Collected data:

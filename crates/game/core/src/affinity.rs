//! Target-side elemental affinities.

use crate::element::{Element, ElementSet};

/// How a target reacts to one element.
#[derive(Clone, Copy, Debug, PartialEq, Eq, Hash, strum::Display, strum::AsRefStr)]
#[cfg_attr(feature = "serde", derive(serde::Serialize, serde::Deserialize))]
#[cfg_attr(feature = "serde", serde(rename_all = "snake_case"))]
#[strum(serialize_all = "snake_case")]
pub enum Affinity {
    Weak,
    Resist,
    Ignore,
    Absorb,
    /// In none of the four categories.
    Neutral,
}

impl Affinity {
    pub const WEAK_MULTIPLIER: f64 = 1.5;
    pub const RESIST_MULTIPLIER: f64 = 0.5;
    pub const IGNORE_MULTIPLIER: f64 = 0.0;
    pub const ABSORB_MULTIPLIER: f64 = -1.0;
    pub const NEUTRAL_MULTIPLIER: f64 = 1.0;

    /// Multiplier applied to a share of damage landing in this category.
    ///
    /// Returns `None` for `Ignore`: an ignored share contributes nothing.
    pub const fn share_multiplier(self) -> Option<f64> {
        match self {
            Self::Weak => Some(Self::WEAK_MULTIPLIER),
            Self::Resist => Some(Self::RESIST_MULTIPLIER),
            Self::Ignore => None,
            Self::Absorb => Some(Self::ABSORB_MULTIPLIER),
            Self::Neutral => Some(Self::NEUTRAL_MULTIPLIER),
        }
    }
}

/// The four elemental categories of a combat target.
///
/// Categories are independent and may overlap. Each policy decides which
/// category wins when an element appears in more than one.
#[derive(Clone, Copy, Debug, Default, PartialEq, Eq, Hash)]
#[cfg_attr(feature = "serde", derive(serde::Serialize, serde::Deserialize))]
#[cfg_attr(feature = "serde", serde(default))]
pub struct AffinityProfile {
    pub weak: ElementSet,
    pub resist: ElementSet,
    pub ignore: ElementSet,
    pub absorb: ElementSet,
}

impl AffinityProfile {
    /// Profile with no affinities: every element is neutral.
    pub const NEUTRAL: Self = Self {
        weak: ElementSet::empty(),
        resist: ElementSet::empty(),
        ignore: ElementSet::empty(),
        absorb: ElementSet::empty(),
    };

    pub const fn new(
        weak: ElementSet,
        resist: ElementSet,
        ignore: ElementSet,
        absorb: ElementSet,
    ) -> Self {
        Self {
            weak,
            resist,
            ignore,
            absorb,
        }
    }

    #[must_use]
    pub const fn with_weak(mut self, weak: ElementSet) -> Self {
        self.weak = weak;
        self
    }

    #[must_use]
    pub const fn with_resist(mut self, resist: ElementSet) -> Self {
        self.resist = resist;
        self
    }

    #[must_use]
    pub const fn with_ignore(mut self, ignore: ElementSet) -> Self {
        self.ignore = ignore;
        self
    }

    #[must_use]
    pub const fn with_absorb(mut self, absorb: ElementSet) -> Self {
        self.absorb = absorb;
        self
    }

    /// Element set for one category. `Neutral` yields the elements in no category.
    pub fn category(&self, affinity: Affinity) -> ElementSet {
        match affinity {
            Affinity::Weak => self.weak,
            Affinity::Resist => self.resist,
            Affinity::Ignore => self.ignore,
            Affinity::Absorb => self.absorb,
            Affinity::Neutral => {
                ElementSet::all().difference(self.weak | self.resist | self.ignore | self.absorb)
            }
        }
    }

    /// Classifies one element with precedence weak > resist > ignore > absorb.
    pub fn classify(&self, element: Element) -> Affinity {
        if self.weak.has(element) {
            Affinity::Weak
        } else if self.resist.has(element) {
            Affinity::Resist
        } else if self.ignore.has(element) {
            Affinity::Ignore
        } else if self.absorb.has(element) {
            Affinity::Absorb
        } else {
            Affinity::Neutral
        }
    }

    /// Returns true if `element` is in none of resist, ignore, or absorb.
    ///
    /// Weakness is not considered here; callers rule it out first.
    pub fn is_neutral(&self, element: Element) -> bool {
        !(self.resist.has(element) || self.ignore.has(element) || self.absorb.has(element))
    }
}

**Your instructions**
From the entries above, copy every line that holds the word "PartialEq".

**Result below**
#[derive(Clone, Copy, Debug, PartialEq, Eq, Hash, strum::Display, strum::AsRefStr)]
#[derive(Clone, Copy, Debug, Default, PartialEq, Eq, Hash)]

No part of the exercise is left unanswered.